Source link : https://theamericannews.net/america/mexico/more-than-2000-guns-recovered-in-mexico-central-america-linked-to-pima-county-firearms-dealers/

At least 2,259 firearms recovered in Mexico and Central America after violent crimes were traced to gun stores in Pima County, according to records from the Bureau of Alcohol, Tobacco and Firearms compiled and released by a group that seeks to prevent gun trafficking.

In the report, the “Iron River of Weapons: its sources and contents,” the Oakland-based non-profit Stop US Arms to Mexico used ATF data released as part of a FOIA lawsuit to trace 53,411 firearms recovered in Mexico, Guatemala, El Salvador and Honduras over a seven-year period to stores in the U.S.

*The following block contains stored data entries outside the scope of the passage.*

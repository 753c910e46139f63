//! Errors raised by the tool layer itself.
//!
//! Failures from the sync layer arrive as `folio_core::Error` and convert
//! directly; these cover argument checking and response encoding.

use rmcp::model::{ErrorCode, ErrorData as McpError};

#[derive(Debug, thiserror::Error)]
pub enum ToolError {
    /// Arguments out of range or malformed.
    #[error("INVALID_INPUT: {0}")]
    InvalidInput(String),

    /// Tool output could not be encoded.
    #[error("OUTPUT_FAILED: {0}")]
    OutputFailed(String),
}

impl From<ToolError> for McpError {
    fn from(err: ToolError) -> Self {
        let code = match &err {
            ToolError::InvalidInput(_) => -32602,
            ToolError::OutputFailed(_) => -32603,
        };

        McpError { code: ErrorCode(code), message: err.to_string().into(), data: None }
    }
}
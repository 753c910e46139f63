//! MCP tool implementations.
//!
//! This module contains all tools exposed by the folio-sync server. Every tool
//! answers with a single JSON text content block.

pub mod cache;
pub mod post_get;
pub mod posts_list;
pub mod sync_status;

pub use cache::{CachePurgeParams, purge_impl};
pub use post_get::{PostGetParams, get_impl};
pub use posts_list::{PostsListParams, list_impl};
pub use sync_status::status_impl;

use crate::error::ToolError;
use rmcp::{
    ErrorData as McpError,
    model::{CallToolResult, Content},
};
use serde::Serialize;

pub(crate) fn json_result<T: Serialize>(output: &T) -> Result<CallToolResult, McpError> {
    let json = serde_json::to_string_pretty(output).map_err(|e| ToolError::OutputFailed(e.to_string()))?;
    Ok(CallToolResult::success(vec![Content::text(json)]))
}
//! Background cache warmup.

use super::query::{Origin, PageQuery};
use super::{ContentSync, PREVIEW_FIELDS};
use std::sync::Arc;
use tokio::task::JoinHandle;

/// What [`Preloader::preload`] did.
#[derive(Debug)]
pub enum PreloadOutcome {
    /// The snapshot already had content; a refresh runs later on this task.
    Deferred(JoinHandle<()>),
    /// Nothing was stored yet, so the first page was fetched before returning.
    Warmed { records: usize, origin: Origin },
}

pub struct Preloader {
    sync: Arc<ContentSync>,
}

impl Preloader {
    pub fn new(sync: Arc<ContentSync>) -> Self {
        Self { sync }
    }

    /// Warm the cache. Never fails.
    ///
    /// With an existing snapshot this returns at once and schedules a light
    /// refresh after the configured delay. Otherwise it checks availability and
    /// fetches the first page inline.
    pub async fn preload(&self) -> PreloadOutcome {
        if !self.sync.snapshot().await.is_empty() {
            let sync = Arc::clone(&self.sync);
            let handle = tokio::spawn(async move {
                tokio::time::sleep(sync.options().preload_delay).await;
                refresh_preview(&sync).await;
            });
            tracing::info!(delay_ms = self.sync.options().preload_delay.as_millis() as u64, "preload deferred");
            return PreloadOutcome::Deferred(handle);
        }

        let available = self.sync.availability().is_available().await;
        let result = self.sync.fetch_page(&self.sync.default_query()).await;
        tracing::info!(available, records = result.records.len(), origin = ?result.origin, "preload finished");
        PreloadOutcome::Warmed { records: result.records.len(), origin: result.origin }
    }
}

/// Check the sources with a title/excerpt-only page, then warm the first
/// listing page when they answered.
async fn refresh_preview(sync: &ContentSync) {
    if !sync.availability().is_available().await {
        tracing::info!("preload refresh skipped, sources unavailable");
        return;
    }
    let query = PageQuery::new(1, sync.options().preload_per_page).with_fields(PREVIEW_FIELDS).bypassing_cache();
    let preview = sync.fetch_page(&query).await;
    if preview.origin != Origin::Source {
        tracing::info!(origin = ?preview.origin, "preload refresh found no live source");
        return;
    }

    let listing = sync.list_posts(&sync.default_query()).await;
    tracing::info!(
        preview = preview.records.len(),
        posts = listing.posts.len(),
        origin = ?listing.origin,
        "preload refresh finished"
    );
}
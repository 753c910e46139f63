//! Markup sanitizer for externally-authored posts.
//!
//! Reduces upstream HTML to a small allow-list of formatting tags
//! (`p`, `em`, `strong`, `h1`–`h6`, `blockquote`) through a fixed sequence of
//! passes. Later passes assume earlier ones already removed structural noise:
//!
//! 1. Vendor block delimiters (`<!-- wp:... -->`) and metadata comments
//! 2. Bracket shortcodes (`[caption ...]`, `[/gallery]`)
//! 3. Non-content subtrees (header, footer, nav, share/social blocks)
//! 4. Embedded media and scripts, including their content
//! 5. Structural containers collapsed, `br`/`hr` turned into newlines
//! 6. Every tag outside the allow-list stripped, attributes dropped
//! 7. Entities decoded, text re-escaped
//! 8. Whitespace normalized into blank-line separated lines
//!
//! The output is a fixed point: sanitizing it again returns it unchanged.

mod entities;

pub use entities::{decode as decode_entities, escape as escape_text, normalize as normalize_entities};

use regex::Regex;
use std::sync::LazyLock;

/// Tags that survive sanitization.
pub const ALLOWED_TAGS: &[&str] = &["p", "em", "strong", "h1", "h2", "h3", "h4", "h5", "h6", "blockquote"];

/// Elements removed together with their content because they never hold prose.
const NON_CONTENT_TAGS: &[&str] = &["header", "footer", "nav", "form", "button"];

/// Class-name fragments marking navigation or sharing widgets.
const NON_CONTENT_CLASSES: &[&str] = &[
    "share",
    "sharing",
    "social",
    "sharedaddy",
    "jp-relatedposts",
    "related-posts",
    "nav-links",
    "navigation",
    "post-meta",
    "author-bio",
    "wp-block-buttons",
];

/// Media and executable elements, removed with their content.
const EMBED_TAGS: &[&str] = &[
    "img", "picture", "figure", "video", "audio", "source", "track", "iframe", "embed", "object", "svg", "canvas",
    "map", "script", "style", "noscript", "template",
];

/// Elements that never have a closing tag.
const VOID_TAGS: &[&str] = &[
    "area", "base", "br", "col", "embed", "hr", "img", "input", "link", "meta", "param", "source", "track", "wbr",
];

static VENDOR_BLOCK_RE: LazyLock<Regex> = LazyLock::new(|| {
    Regex::new(r"(?is)<!--\s*/?wp:.*?-->|<!--\s*(?:more|nextpage|noteaser)\b.*?-->").expect("valid vendor regex")
});

static SHORTCODE_RE: LazyLock<Regex> = LazyLock::new(|| {
    Regex::new(r"\[/?[A-Za-z_][\w-]*(?:\s[^\[\]]*)?/?\]").expect("valid shortcode regex")
});

static TAG_RE: LazyLock<Regex> =
    LazyLock::new(|| Regex::new(r"<(/?)([A-Za-z][A-Za-z0-9:-]*)([^>]*)>").expect("valid tag regex"));

static CLASS_ATTR_RE: LazyLock<Regex> = LazyLock::new(|| {
    Regex::new(r#"(?i)\bclass\s*=\s*(?:"([^"]*)"|'([^']*)'|([^\s>]+))"#).expect("valid class regex")
});

static CONTAINER_RE: LazyLock<Regex> = LazyLock::new(|| {
    Regex::new(r"(?i)</?(?:div|section|article|aside|main|figcaption|center)\b[^>]*>").expect("valid container regex")
});

static LINE_BREAK_RE: LazyLock<Regex> = LazyLock::new(|| Regex::new(r"(?i)<br\b[^>]*>").expect("valid br regex"));

static RULE_RE: LazyLock<Regex> = LazyLock::new(|| Regex::new(r"(?i)<hr\b[^>]*>").expect("valid hr regex"));

static COMMENT_RE: LazyLock<Regex> =
    LazyLock::new(|| Regex::new(r"(?s)<!--.*?-->|<![^>]*>|<\?[^>]*>").expect("valid comment regex"));

static ALLOWED_TAG_RE: LazyLock<Regex> = LazyLock::new(|| {
    Regex::new(r"</?(?:p|em|strong|h[1-6]|blockquote)>").expect("valid allowed-tag regex")
});

static HSPACE_RE: LazyLock<Regex> = LazyLock::new(|| Regex::new(r"[^\S\n]+").expect("valid whitespace regex"));

static NEWLINES_RE: LazyLock<Regex> = LazyLock::new(|| Regex::new(r"\n{3,}").expect("valid newline regex"));

/// Sanitize raw markup into the restricted allow-list subset.
pub fn sanitize(raw: &str) -> String {
    let html = strip_vendor_blocks(raw);
    let html = strip_shortcodes(&html);
    let html = remove_subtrees(&html, is_non_content);
    let html = remove_subtrees(&html, |name, _| EMBED_TAGS.contains(&name));
    let html = collapse_containers(&html);
    let html = strip_disallowed_tags(&html);
    let html = decode_and_escape(&html);
    let html = strip_shortcodes(&html);
    normalize_whitespace(&html)
}

/// Sanitize and then drop the remaining tags, leaving plain prose.
pub fn sanitize_inline(raw: &str) -> String {
    let sanitized = sanitize(raw);
    let text = ALLOWED_TAG_RE.replace_all(&sanitized, " ");
    normalize_whitespace(&text).replace("\n\n", " ")
}

fn strip_vendor_blocks(html: &str) -> String {
    VENDOR_BLOCK_RE.replace_all(html, "").into_owned()
}

/// Replace shortcodes with a space until none are left.
///
/// A space rather than nothing keeps the text on either side from fusing
/// into a new tag, entity or shortcode.
fn strip_shortcodes(html: &str) -> String {
    let mut current = html.to_string();
    loop {
        let next = SHORTCODE_RE.replace_all(&current, " ");
        if next == current {
            return current;
        }
        current = next.into_owned();
    }
}

#[derive(Debug)]
struct Tag<'a> {
    start: usize,
    end: usize,
    closing: bool,
    self_closing: bool,
    name: String,
    attrs: &'a str,
}

fn scan_tags(html: &str) -> Vec<Tag<'_>> {
    TAG_RE
        .captures_iter(html)
        .filter_map(|caps| {
            let whole = caps.get(0)?;
            let attrs = caps.get(3).map_or("", |m| m.as_str());
            Some(Tag {
                start: whole.start(),
                end: whole.end(),
                closing: !caps[1].is_empty(),
                self_closing: attrs.trim_end().ends_with('/'),
                name: caps[2].to_ascii_lowercase(),
                attrs,
            })
        })
        .collect()
}

fn is_non_content(name: &str, attrs: &str) -> bool {
    if NON_CONTENT_TAGS.contains(&name) {
        return true;
    }
    CLASS_ATTR_RE.captures(attrs).is_some_and(|caps| {
        let classes = caps
            .get(1)
            .or_else(|| caps.get(2))
            .or_else(|| caps.get(3))
            .map_or(String::new(), |m| m.as_str().to_ascii_lowercase());
        NON_CONTENT_CLASSES.iter().any(|marker| classes.contains(marker))
    })
}

/// Index of the tag closing the element opened at `open`, honoring nesting.
fn matching_close(tags: &[Tag<'_>], open: usize) -> Option<usize> {
    let name = &tags[open].name;
    let mut depth = 0usize;
    for (i, tag) in tags.iter().enumerate().skip(open) {
        if tag.name != *name {
            continue;
        }
        if tag.closing {
            depth = depth.saturating_sub(1);
            if depth == 0 {
                return Some(i);
            }
        } else if !tag.self_closing {
            depth += 1;
        }
    }
    None
}

/// Remove every element matched by `is_target`, including its content.
///
/// Void and self-closing elements lose only the tag. An element whose close
/// tag never appears loses only its opening tag.
fn remove_subtrees(html: &str, is_target: impl Fn(&str, &str) -> bool) -> String {
    let tags = scan_tags(html);
    let mut out = String::with_capacity(html.len());
    let mut cursor = 0;

    for (i, tag) in tags.iter().enumerate() {
        if tag.start < cursor || tag.closing || !is_target(&tag.name, tag.attrs) {
            continue;
        }

        out.push_str(&html[cursor..tag.start]);
        cursor = if tag.self_closing || VOID_TAGS.contains(&tag.name.as_str()) {
            tag.end
        } else {
            matching_close(&tags, i).map_or(tag.end, |close| tags[close].end)
        };
    }

    out.push_str(&html[cursor..]);
    out
}

fn collapse_containers(html: &str) -> String {
    let html = CONTAINER_RE.replace_all(html, "\n");
    let html = LINE_BREAK_RE.replace_all(&html, "\n");
    RULE_RE.replace_all(&html, "\n\n").into_owned()
}

fn strip_disallowed_tags(html: &str) -> String {
    let html = COMMENT_RE.replace_all(html, "");
    TAG_RE
        .replace_all(&html, |caps: &regex::Captures<'_>| {
            let name = caps[2].to_ascii_lowercase();
            if ALLOWED_TAGS.contains(&name.as_str()) {
                format!("<{}{}>", &caps[1], name)
            } else {
                String::new()
            }
        })
        .into_owned()
}

/// Decode entities in text runs and escape them again, leaving allowed tags.
fn decode_and_escape(html: &str) -> String {
    let mut out = String::with_capacity(html.len());
    let mut cursor = 0;
    for tag in ALLOWED_TAG_RE.find_iter(html) {
        out.push_str(&normalize_entities(&html[cursor..tag.start()]));
        out.push_str(tag.as_str());
        cursor = tag.end();
    }
    out.push_str(&normalize_entities(&html[cursor..]));
    out
}

fn normalize_whitespace(text: &str) -> String {
    let collapsed = HSPACE_RE.replace_all(text, " ");
    let collapsed = NEWLINES_RE.replace_all(&collapsed, "\n\n");
    collapsed
        .lines()
        .map(str::trim)
        .filter(|line| !line.is_empty())
        .collect::<Vec<_>>()
        .join("\n\n")
}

The data shows traces from every state in the U.S., but the lion’s
share of weapons—just under three-fourths—hailed from the southwestern
U.S.

Nearly 40 percent of the recovered firearms, or 22,506
guns were traced to Texas. Meanwhile, 17 percent of the recovered guns,
or 9,451 weapons, came from Arizona, according to the data.

Another 9,348 guns came from California and New Mexico.

The group said as violence in Mexico has grown, Mexican officials have recovered “an
increasing number of firearms” and submitted them to ATF for tracing, and tracing requests increased 45 percent from 2015 to 2022. 

“ATF continues to
identify more than two thirds of these guns as sourced from the United
States – manufactured in or imported into the United States, purchased,
and trafficked over the U.S.-Mexico border,” the group said. They added about one-sixth of the recovered guns have an undetermined origin, so the “proportion of U.S.-sourced guns
is likely even higher.”

“Only a small portion of guns trafficked into
Mexico are recovered there,” they said, adding that the “best analysis of the number of firearms
trafficked from the United States to Mexico ” shows as many as 253,000 weapons were slipped into Mexico from the U.S.

“The iron river of weapons transiting from the United States to Mexico and Central America that empowers criminal organizations and accelerates forced migration originates from hundreds of gun manufacturers and passes through thousands of local U.S. gun dealers, every year,” the group said. “In reaction to the flow of illicit weapons, a firearms race has developed, in which gun companies export more and increasingly militarized weapons to Mexican police and military forces.” 

“Political discourse focuses on the U.S.-Mexico border,” the group added. “But the unregulated, massive and militarized U.S. gun market that feeds the violence, drug trafficking, and displacement is growing – and often ignored.”

The release of ATF data was the result of a three-year legal battle. In March 2021, John Lindsay-Poland, the coordinator for Stop US Arms to Mexico filed a freedom of information request, asking for copies of the agency’s aggregated data on the number of firearms traced from Mexico and Central America to the U.S. since 2014, including the type of firearm, caliber and manufacturer. He also sought the zip codes and counties where these weapons were purchased.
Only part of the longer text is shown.